5.5 A Complete Example

To conclude the introduction to GeoSoft, we show a complete example that exploits the main characteristics of the language.

Suppose that the user wants to find out those municipalities in the province of Milan that can be considered “medium towns”, whose territory is crossed by “medium-length highways”, such that the segment that traverses the municipality is a significant part of the overall highway. The GeoSoft query that solves this problem is reported in Listing 7.

As usual, the beginning of Listing 7 includes the GET CONTEXT directives. Notice that now all previous context files are specified, together with two novel files, named jcoContextOp2.jco (reported in Listing 8) and jcoContextOp3.jco (reported in Listing 9).

Listing 8 defines the RelevantPortionOp fuzzy operator. It receives two formal parameters, which are named lengthInTown and totalLength: the former is the length of the highway fragment that traverses a given municipality, the latter is the total length of the highway in the region. Once the precodition is satisfied, the EVALUATE clause computes the percentage of lengthInTown on totalLength; this value is the x-axis value used to get the final membership degree from the membership function defined by the POLYLINE clause. The membership function is depicted in Fig. 8: notice that it is 0 up to \(1\%\), then it starts increasing, reaching 1 for \(5\%\) (meaning that we consider a highway fragment as fully interesting if its length in a municipality is at least the \(5\%\) of the overall length in the region).

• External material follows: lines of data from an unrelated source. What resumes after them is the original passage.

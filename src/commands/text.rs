//! `STRING` and `STRINGLN`: type literal text.
//!
//! The text is everything after the keyword with surrounding whitespace
//! removed. There is no quoting or escaping.

use tracing::debug;

use crate::command::{Command, Context};
use crate::keys::{KEY_ENTER, KeyTable, ModifierMask};

pub const STRING: &str = "STRING";
pub const STRING_LINE: &str = "STRINGLN";

pub(crate) fn parse_string(args: &str, _keys: &KeyTable) -> Command {
    Command::SendText(args.to_string())
}

pub(crate) fn parse_string_line(args: &str, _keys: &KeyTable) -> Command {
    Command::SendTextThenEnter(args.to_string())
}

pub(crate) fn send_text(text: &str, ctx: &mut Context<'_>) {
    debug!("String: {}", text);
    let result = ctx.transport().send_text(text);
    ctx.report("text", result);
}

pub(crate) fn send_text_then_enter(text: &str, ctx: &mut Context<'_>) {
    debug!("StringLN: {}", text);
    let result = ctx.transport().send_text(text);
    ctx.report("text", result);
    let result = ctx.transport().send_key_combo(KEY_ENTER, ModifierMask::NONE);
    ctx.report("enter", result);
}
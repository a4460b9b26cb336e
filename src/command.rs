//! The [`Command`] type and the [`Context`] commands execute against.

use std::time::Duration;

use tracing::debug;

use crate::commands::{comment, delay, key_combo, text};
use crate::error::TransportError;
use crate::keys::{KeyCode, ModifierMask};
use crate::transport::HidTransport;

/// One parsed script line.
///
/// Commands are derived from a line right before it runs and are never
/// stored.
#[derive(Debug, Clone, PartialEq, Eq)]
pub enum Command {
    /// Pause for this many milliseconds. `0` means no pause.
    Delay(u64),
    /// Change the pause inserted after every command. `0` leaves it unchanged.
    SetDefaultDelay(u64),
    SendText(String),
    SendTextThenEnter(String),
    SendKeyCombo {
        key: KeyCode,
        modifiers: ModifierMask,
    },
    /// Multi-key sequence, passed to the transport verbatim.
    SendRawSequence(String),
    CommentBlockToggle {
        closing: bool,
    },
    Comment,
    Unknown(String),
}

impl Command {
    /// Run the command against the context's transport.
    ///
    /// Transport failures are logged and swallowed; a script keeps going
    /// through transient disconnects.
    pub fn execute(&self, ctx: &mut Context<'_>) {
        match self {
            Command::Delay(ms) => delay::delay(*ms, ctx),
            Command::SetDefaultDelay(ms) => delay::set_default_delay(*ms, ctx),
            Command::SendText(s) => text::send_text(s, ctx),
            Command::SendTextThenEnter(s) => text::send_text_then_enter(s, ctx),
            Command::SendKeyCombo { key, modifiers } => key_combo::send_combo(*key, *modifiers, ctx),
            Command::SendRawSequence(s) => key_combo::send_raw(s, ctx),
            Command::CommentBlockToggle { closing } => comment::toggle_block(*closing, ctx),
            Command::Comment => {}
            Command::Unknown(name) => comment::unknown(name),
        }
    }

    /// Whether the scheduler follows this command with the default delay.
    ///
    /// Lines that do nothing on the wire (blank, comments, block markers)
    /// are skipped without pausing.
    pub fn takes_default_delay(&self) -> bool {
        !matches!(
            self,
            Command::Comment | Command::CommentBlockToggle { .. }
        )
    }
}

/// Execution state handed to [`Command::execute`].
///
/// Wraps the bound transport together with the interpreter state that
/// commands may change: the default inter-command delay and whether a block
/// comment is open.
pub struct Context<'a> {
    transport: &'a mut dyn HidTransport,
    default_delay: Duration,
    in_comment_block: bool,
}

impl<'a> Context<'a> {
    pub fn new(
        transport: &'a mut dyn HidTransport,
        default_delay: Duration,
        in_comment_block: bool,
    ) -> Self {
        Self {
            transport,
            default_delay,
            in_comment_block,
        }
    }

    pub fn transport(&mut self) -> &mut dyn HidTransport {
        &mut *self.transport
    }

    pub fn default_delay(&self) -> Duration {
        self.default_delay
    }

    pub fn set_default_delay(&mut self, delay: Duration) {
        self.default_delay = delay;
    }

    pub fn in_comment_block(&self) -> bool {
        self.in_comment_block
    }

    pub fn set_in_comment_block(&mut self, open: bool) {
        self.in_comment_block = open;
    }

    /// Log a failed transport operation and carry on.
    pub(crate) fn report(&self, what: &str, result: Result<(), TransportError>) {
        if let Err(e) = result {
            debug!("{} skipped: {}", what, e);
        }
    }
}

Listing 9 reports the content of the jcoContextOp3.jco file. It contains the definition of a third fuzzy operator, named MediumTownOp. It is possible to see that it is a simple fuzzy operator, which receives the area of a municipality to evaluate if and how much a municipality is a “medium town”; Fig. 9 depicts the polyline defined as membership function. Again, remember that the GET CONTEXT directives exploit J-CO-QL \(^{+}\) scripts as “execution context’, in particular database connections and declarations of fuzzy operators; clearly, the content of this files is not part of the GeoSoft language, but will be inserted into the script obtained by translating the query into a J-CO-QL \(^{+}\) script (see Sect. 6 and Appendix E.1).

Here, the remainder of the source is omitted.